Split Testing an Email Campaign

By Posted in - Email Campaigns on October 19th, 2012 2 Comments

Here’s how to split test an email campaign:

 

1

Define your goal.

What is your goal for the email? To accurately measure your results, you need to clearly define this before you start testing different variables. Typical goals for a campaign may include driving a hundred e-commerce sales per week or securing a certain number of attendees for an event.

2

Choose one variable to test.

You can test almost any element of a marketing asset with a split test, but you should only test one at a time. This way, you know which variable to attribute your results to. For email marketing, common split tests include:

  • Subject line: does one line generate more opens than another?
  • Layout: will a colorful layout with images lead to more click-throughs?
  • Call to action: what tone of writing gets more readers to take action?

Again, you can test almost anything – but only one element at a time.

3 Split your list.

Divide your email list into two. One segment will get the control (the asset you’re currently using), and the other segment will get the test (the new version of the asset with one element changed). For a valid test, the makeup of each segment should be similar so that your results can be squarely pinned to the one element you’re testing.

When you’re working in channels outside of email, like news releases or social media, you can’t always “split your list.” What you can do is split test from tweet-to-tweet, day-to-day, or release-to-release, just as long as you’re careful to change only one variable.

4 Look for trends – and improve!

Is one version performing significantly better than the other? Congratulations – you’ve found a trend, especially if you’ve run the test more than once. The winning version now becomes the control for your next split test.

Over time, the insights you gain can strengthen your long-term marketing strategy as you learn to recognize patterns and response rates. Perhaps certain calls to action produce more shares, or specific headlines get more open rates.

Whatever the results, they can reveal some valuable information about the audience you are trying to reach, which you can carry over into other aspects of your business’s marketing plan.

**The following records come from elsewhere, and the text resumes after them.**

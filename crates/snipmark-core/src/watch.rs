//! Watching a single source file for edits.
//!
//! The parent directory is watched rather than the file itself, so editors
//! that save by writing a temp file and renaming it over the original are
//! still picked up.

use std::path::{Path, PathBuf};

use notify::{Event, EventKind, RecommendedWatcher, RecursiveMode, Watcher};
use tokio::sync::mpsc;

use crate::{CoreError, CoreResult};

/// Reports changes to one file on a channel.
pub struct FileWatcher {
    path: PathBuf,
    _watcher: RecommendedWatcher,
}

impl FileWatcher {
    /// Starts watching `path`. The file must already exist.
    ///
    /// The receiver yields the watched path each time it is created or modified.
    pub fn start(path: impl AsRef<Path>) -> CoreResult<(Self, mpsc::Receiver<PathBuf>)> {
        let path = path.as_ref().canonicalize()?;
        let (dir, name) = match (path.parent(), path.file_name()) {
            (Some(dir), Some(name)) => (dir.to_path_buf(), name.to_os_string()),
            _ => return Err(CoreError::Watch(format!("{} is not a file", path.display()))),
        };

        let (tx, rx) = mpsc::channel(100);
        let target = path.clone();
        let mut watcher = notify::recommended_watcher(move |res: Result<Event, notify::Error>| {
            let event = match res {
                Ok(event) => event,
                Err(e) => {
                    tracing::warn!("Watch error: {}", e);
                    return;
                }
            };
            if !matches!(event.kind, EventKind::Create(_) | EventKind::Modify(_)) {
                return;
            }
            if event.paths.iter().any(|p| p.file_name() == Some(name.as_os_str())) {
                let _ = tx.blocking_send(target.clone());
            }
        })?;
        watcher.watch(&dir, RecursiveMode::NonRecursive)?;

        tracing::info!("Watching {}", path.display());
        Ok((
            Self {
                path,
                _watcher: watcher,
            },
            rx,
        ))
    }

    /// The canonical path being watched.
    pub fn path(&self) -> &Path {
        &self.path
    }
}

(2) awesome folk have had something to say...

  • efpierce - Reply

    December 25, 2013 at 6:25 pm

    Is email marketing still as effective as it used to be and does that effectiveness only apply to major corporations or can a good email marketing campaign help out a small business?

  • val yenko - Reply

    December 30, 2013 at 11:13 pm

    I like this concept of split testing and think that the idea of it is exceptional. To be able to better analyze how well an email marketing campaign is doing will definitely make my life easier.